For the first ten years in Washington, I worked at a small, church-related clinic.  I was soon struck by how profoundly society had abandoned my patients.   

  • I was shocked to discover that people could be utterly destitute and still not eligible for Medicaid or any other form of health coverage.  
  • Homeless families began pouring into the clinic.  According to one interview study we did, over seventy percent of the mothers had suffered physical or sexual abuse as children, yet there were no therapy services available for them as adults.  Many of the mothers were addicted, yet, for practical purposes, there was no substance abuse treatment available for them, either.
  • Basic education was unbelievably poor.  One of my patients graduated from high school without knowing her multiplication tables.  Others were functionally illiterate.  And over half didn't even graduate from school.
  • Washington was an impoverished city where the physical and sexual abuse of children was much too common, yet effective child protection services, for all but the most serious cases, were virtually non-existent. 
  • I hadn't realized the stinginess of Welfare.  DC had good benefits compared to most states.  Yet a family of three received less than $500 a month, considerably less than half the poverty level … at a time when the fair market rent for a one-bedroom apartment in DC was over $700 a month.  Since a family receiving Welfare was legally forbidden to receive more money from any other source, it was quite literally impossible to live on welfare without "cheating."  Most welfare mothers, in fact, worked, and the rest had to get money elsewhere. 
  • Mothers who worked couldn't afford decent childcare.  They had to take whatever was available, which was sometimes horrendous. 

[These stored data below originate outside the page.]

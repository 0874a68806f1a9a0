use rusqlite::{params, Connection, OptionalExtension};
use uuid::Uuid;

use crate::db::DatabaseError;
use crate::models::{ActiveIngredient, Drug, DrugAlternative};

pub fn find_drug_by_name(conn: &Connection, name: &str) -> Result<Option<Drug>, DatabaseError> {
    conn.query_row(
        "SELECT id, name FROM drugs WHERE name = ?1 COLLATE NOCASE",
        params![name],
        |row| {
            Ok(Drug {
                id: row.get::<_, String>(0)?.parse().unwrap_or_else(|_| Uuid::nil()),
                name: row.get(1)?,
            })
        },
    )
    .optional()
    .map_err(DatabaseError::from)
}

/// Substring drug lookup, case-insensitive. Used by the herbal
/// alternatives route only.
pub fn find_drug_by_name_contains(
    conn: &Connection,
    name: &str,
) -> Result<Option<Drug>, DatabaseError> {
    let pattern = format!("%{name}%");
    conn.query_row(
        "SELECT id, name FROM drugs WHERE name LIKE ?1 COLLATE NOCASE ORDER BY name ASC LIMIT 1",
        params![pattern],
        |row| {
            Ok(Drug {
                id: row.get::<_, String>(0)?.parse().unwrap_or_else(|_| Uuid::nil()),
                name: row.get(1)?,
            })
        },
    )
    .optional()
    .map_err(DatabaseError::from)
}

pub fn find_drug_by_id(conn: &Connection, id: &Uuid) -> Result<Option<Drug>, DatabaseError> {
    conn.query_row(
        "SELECT id, name FROM drugs WHERE id = ?1",
        params![id.to_string()],
        |row| {
            Ok(Drug {
                id: row.get::<_, String>(0)?.parse().unwrap_or_else(|_| Uuid::nil()),
                name: row.get(1)?,
            })
        },
    )
    .optional()
    .map_err(DatabaseError::from)
}

pub fn ingredients_for_drug(
    conn: &Connection,
    drug_id: &Uuid,
) -> Result<Vec<ActiveIngredient>, DatabaseError> {
    let mut stmt = conn.prepare(
        "SELECT ai.id, ai.name, ai.smiles
         FROM active_ingredients ai
         INNER JOIN drug_ingredients di ON di.ingredient_id = ai.id
         WHERE di.drug_id = ?1
         ORDER BY ai.name ASC",
    )?;
    let rows = stmt
        .query_map(params![drug_id.to_string()], ingredient_from_row)?
        .collect::<Result<Vec<_>, _>>()?;
    Ok(rows)
}

pub fn find_ingredient_by_name(
    conn: &Connection,
    name: &str,
) -> Result<Option<ActiveIngredient>, DatabaseError> {
    conn.query_row(
        "SELECT id, name, smiles FROM active_ingredients WHERE name = ?1 COLLATE NOCASE",
        params![name],
        ingredient_from_row,
    )
    .optional()
    .map_err(DatabaseError::from)
}

/// Best-effort cache write: populate the molecular representation of an
/// ingredient that had none. An already-populated value is left alone, so
/// two racing resolutions cannot clobber each other with different data.
pub fn cache_ingredient_smiles(
    conn: &Connection,
    ingredient_id: &Uuid,
    smiles: &str,
) -> Result<(), DatabaseError> {
    conn.execute(
        "UPDATE active_ingredients SET smiles = ?1 WHERE id = ?2 AND smiles IS NULL",
        params![smiles, ingredient_id.to_string()],
    )?;
    Ok(())
}

pub fn upsert_drug(conn: &Connection, name: &str) -> Result<Uuid, DatabaseError> {
    if let Some(existing) = find_drug_by_name(conn, name)? {
        return Ok(existing.id);
    }
    let id = Uuid::new_v4();
    conn.execute(
        "INSERT INTO drugs (id, name) VALUES (?1, ?2)",
        params![id.to_string(), name],
    )?;
    Ok(id)
}

pub fn upsert_ingredient(conn: &Connection, name: &str) -> Result<Uuid, DatabaseError> {
    if let Some(existing) = find_ingredient_by_name(conn, name)? {
        return Ok(existing.id);
    }
    let id = Uuid::new_v4();
    conn.execute(
        "INSERT INTO active_ingredients (id, name, smiles) VALUES (?1, ?2, NULL)",
        params![id.to_string(), name],
    )?;
    Ok(id)
}

pub fn link_drug_ingredient(
    conn: &Connection,
    drug_id: &Uuid,
    ingredient_id: &Uuid,
) -> Result<(), DatabaseError> {
    conn.execute(
        "INSERT OR IGNORE INTO drug_ingredients (drug_id, ingredient_id) VALUES (?1, ?2)",
        params![drug_id.to_string(), ingredient_id.to_string()],
    )?;
    Ok(())
}

/// Skip-on-duplicate insert keyed on (drug, substitute).
pub fn insert_alternative(
    conn: &Connection,
    alt: &DrugAlternative,
) -> Result<bool, DatabaseError> {
    let affected = conn.execute(
        "INSERT OR IGNORE INTO drug_alternatives
         (id, drug_id, substitute, match_score, drug_class, atc_code, herbal_alternatives)
         VALUES (?1, ?2, ?3, ?4, ?5, ?6, ?7)",
        params![
            alt.id.to_string(),
            alt.drug_id.to_string(),
            alt.substitute,
            alt.match_score,
            alt.drug_class,
            alt.atc_code,
            alt.herbal_alternatives,
        ],
    )?;
    Ok(affected > 0)
}

pub fn alternatives_for_drug(
    conn: &Connection,
    drug_id: &Uuid,
) -> Result<Vec<DrugAlternative>, DatabaseError> {
    let mut stmt = conn.prepare(
        "SELECT id, drug_id, substitute, match_score, drug_class, atc_code, herbal_alternatives
         FROM drug_alternatives WHERE drug_id = ?1 ORDER BY substitute ASC",
    )?;
    let rows = stmt
        .query_map(params![drug_id.to_string()], |row| {
            Ok(DrugAlternative {
                id: row.get::<_, String>(0)?.parse().unwrap_or_else(|_| Uuid::nil()),
                drug_id: row.get::<_, String>(1)?.parse().unwrap_or_else(|_| Uuid::nil()),
                substitute: row.get(2)?,
                match_score: row.get(3)?,
                drug_class: row.get(4)?,
                atc_code: row.get(5)?,
                herbal_alternatives: row.get(6)?,
            })
        })?
        .collect::<Result<Vec<_>, _>>()?;
    Ok(rows)
}

fn ingredient_from_row(row: &rusqlite::Row<'_>) -> Result<ActiveIngredient, rusqlite::Error> {
    Ok(ActiveIngredient {
        id: row.get::<_, String>(0)?.parse().unwrap_or_else(|_| Uuid::nil()),
        name: row.get(1)?,
        smiles: row.get(2)?,
    })
}
//! HTTP router. All routes are nested under `/api/` and share one
//! `ApiContext` via `State`.

use axum::routing::{get, patch, post};
use axum::Router;
use tower_http::cors::CorsLayer;
use tower_http::trace::TraceLayer;

use crate::api::endpoints;
use crate::api::types::ApiContext;

pub fn api_router(ctx: ApiContext) -> Router {
    let routes = Router::new()
        .route("/health", get(endpoints::health::check))
        .route(
            "/medications",
            get(endpoints::medications::list).post(endpoints::medications::create),
        )
        .route(
            "/medications/:id",
            get(endpoints::medications::detail).delete(endpoints::medications::remove),
        )
        .route("/medications/:id/taken", patch(endpoints::medications::mark_taken))
        .route("/interactions", post(endpoints::interactions::check))
        .route("/drugs/alternatives", get(endpoints::alternatives::list))
        .route("/drugs/alternatives/herbs", get(endpoints::alternatives::herbs))
        .with_state(ctx);

    Router::new()
        .nest("/api", routes)
        .layer(TraceLayer::new_for_http())
        .layer(CorsLayer::permissive())
}

#[cfg(test)]
mod tests {
    use super::*;
    use crate::api::types::testing::test_context;
    use axum::body::Body;
    use axum::http::{Request, StatusCode};
    use tower::ServiceExt;

    #[tokio::test]
    async fn health_does_not_require_identity() {
        let app = api_router(test_context(0.0));
        let response = app
            .oneshot(Request::builder().uri("/api/health").body(Body::empty()).unwrap())
            .await
            .unwrap();
        assert_eq!(response.status(), StatusCode::OK);
    }

    #[tokio::test]
    async fn unknown_route_is_404() {
        let app = api_router(test_context(0.0));
        let response = app
            .oneshot(Request::builder().uri("/api/nope").body(Body::empty()).unwrap())
            .await
            .unwrap();
        assert_eq!(response.status(), StatusCode::NOT_FOUND);
    }

    #[tokio::test]
    async fn malformed_user_header_is_401() {
        let app = api_router(test_context(0.0));
        let response = app
            .oneshot(
                Request::builder()
                    .uri("/api/medications")
                    .header("x-user-id", "not-a-uuid")
                    .body(Body::empty())
                    .unwrap(),
            )
            .await
            .unwrap();
        assert_eq!(response.status(), StatusCode::UNAUTHORIZED);
    }
}
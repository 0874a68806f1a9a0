use serde::{Deserialize, Serialize};
use uuid::Uuid;

/// Catalog entry for a branded or generic drug name. Shared reference
/// data, owned by no single user.
#[derive(Debug, Clone, Serialize, Deserialize)]
pub struct Drug {
    pub id: Uuid,
    pub name: String,
}

/// Pharmacologically active compound underlying one or more drugs.
///
/// `smiles` is the cached canonical molecular representation, populated
/// lazily on first successful external resolution. Once set it is treated
/// as stable and never re-fetched.
#[derive(Debug, Clone, Serialize, Deserialize)]
pub struct ActiveIngredient {
    pub id: Uuid,
    pub name: String,
    pub smiles: Option<String>,
}

/// Substitute entry for a drug, with optional herbal alternatives
/// (comma-joined names). Unique on (drug, substitute).
#[derive(Debug, Clone, Serialize, Deserialize)]
pub struct DrugAlternative {
    pub id: Uuid,
    pub drug_id: Uuid,
    pub substitute: String,
    pub match_score: Option<f64>,
    pub drug_class: Option<String>,
    pub atc_code: Option<String>,
    pub herbal_alternatives: Option<String>,
}
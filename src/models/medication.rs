use std::collections::BTreeMap;

use chrono::{NaiveDate, NaiveTime};
use serde::Serialize;
use serde_json::Value;
use uuid::Uuid;

/// One tracked course of medication, owned by exactly one user.
#[derive(Debug, Clone, Serialize)]
pub struct Medication {
    pub id: Uuid,
    pub user_id: Uuid,
    pub name: String,
    pub dosage: String,
    pub time_of_day: NaiveTime,
    pub form: String,
    pub doses_per_day: u32,
    pub duration_days: u32,
    pub start_date: NaiveDate,
    pub dose_record: DoseRecord,
    pub finished: bool,
}

/// Slot identifier for the n-th scheduled dose of a day ("dose-1"..).
pub fn dose_slot(n: u32) -> String {
    format!("dose-{n}")
}

/// Per-day dose completion record: date → slot → taken.
///
/// Sparse — buckets and slots appear lazily when a dose is marked, except
/// for the day-of-creation bucket which is pre-populated with every slot
/// false. A slot set true is never reset by normal operation.
#[derive(Debug, Clone, Default, PartialEq, Eq, Serialize)]
#[serde(transparent)]
pub struct DoseRecord(pub BTreeMap<NaiveDate, BTreeMap<String, bool>>);

impl DoseRecord {
    /// Record for a freshly created medication: today's bucket with all
    /// slots present and untaken.
    pub fn initial(doses_per_day: u32, today: NaiveDate) -> Self {
        let bucket = (1..=doses_per_day.max(1))
            .map(|n| (dose_slot(n), false))
            .collect();
        Self(BTreeMap::from([(today, bucket)]))
    }

    /// Mark one slot taken, creating the day bucket if absent.
    /// Idempotent: re-marking a taken slot leaves the record unchanged.
    pub fn mark(&mut self, date: NaiveDate, dose_number: u32) {
        self.0.entry(date).or_default().insert(dose_slot(dose_number), true);
    }

    /// True when every slot across every bucket currently present is
    /// taken. Days with no bucket at all are not examined.
    pub fn all_taken(&self) -> bool {
        self.0.values().flat_map(|day| day.values()).all(|taken| *taken)
    }

    pub fn bucket(&self, date: NaiveDate) -> Option<&BTreeMap<String, bool>> {
        self.0.get(&date)
    }

    /// Parse the stored JSON column.
    ///
    /// Older records mapped a date directly to a single boolean instead of
    /// a slot map; those are normalized to `{"dose-1": bool}` here, at
    /// read time, so the rest of the code sees one schema only.
    pub fn parse(raw: &str) -> Result<Self, serde_json::Error> {
        let value: Value = serde_json::from_str(raw)?;
        let mut days = BTreeMap::new();

        let Value::Object(map) = value else {
            return Ok(Self::default());
        };
        for (key, day) in map {
            let Ok(date) = key.parse::<NaiveDate>() else {
                continue;
            };
            let bucket = match day {
                Value::Bool(taken) => BTreeMap::from([(dose_slot(1), taken)]),
                Value::Object(slots) => slots
                    .into_iter()
                    .map(|(slot, v)| (slot, v.as_bool().unwrap_or(false)))
                    .collect(),
                _ => continue,
            };
            days.insert(date, bucket);
        }
        Ok(Self(days))
    }

    pub fn to_json(&self) -> String {
        serde_json::to_string(self).unwrap_or_else(|_| "{}".to_string())
    }
}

The picture of lazy people feeding at the public trough was a cruel joke.  These people had been abandoned.

At a personal level, the intractable nature of the poverty began to overwhelm me.  Not only did I routinely see patients with multiple serious problems, but those problems were also accompanied by such social limitations--a "surround" of forces--that treatment seemed impossible.  Homelessness, mental illness, addiction, abuse, illiteracy, single parenthood, unemployment left people without any of the usual resources for pulling their lives together.  "Compliance" with my medical instructions was almost out of the question.  It frustrated me and led toward a certain hopelessness.  As a result, during the first couple of years, I edged closer to that common point of view that blamed my patients for their own poverty.

Soon, though, I began to see how even the sometimes destructive behavior of my patients was usually a result of poverty, not the other way around.  I remember clearly an event--from almost twenty years ago--that marked my growing awareness.   

One day Margine, a young mother, visited my office with Robert, her son of almost two years. 

Robert had a minor viral illness and was understandably a little crabby.  As I interviewed Margine, Robert slipped off her lap and toddled over to the toys in the corner of the room.  Soon, many of the toys lay scattered about as Robert rummaged unsuccessfully for something he might like.  Suddenly Margine noticed, sprang up, and grabbed her son's arm, yanking him away from the corner, scolding, "Stop messin' with the doctor's toys.  You always be gettin' into trouble."  I tried to suggest gently that the toys were there to be messed with, but Margine locked her son onto her lap.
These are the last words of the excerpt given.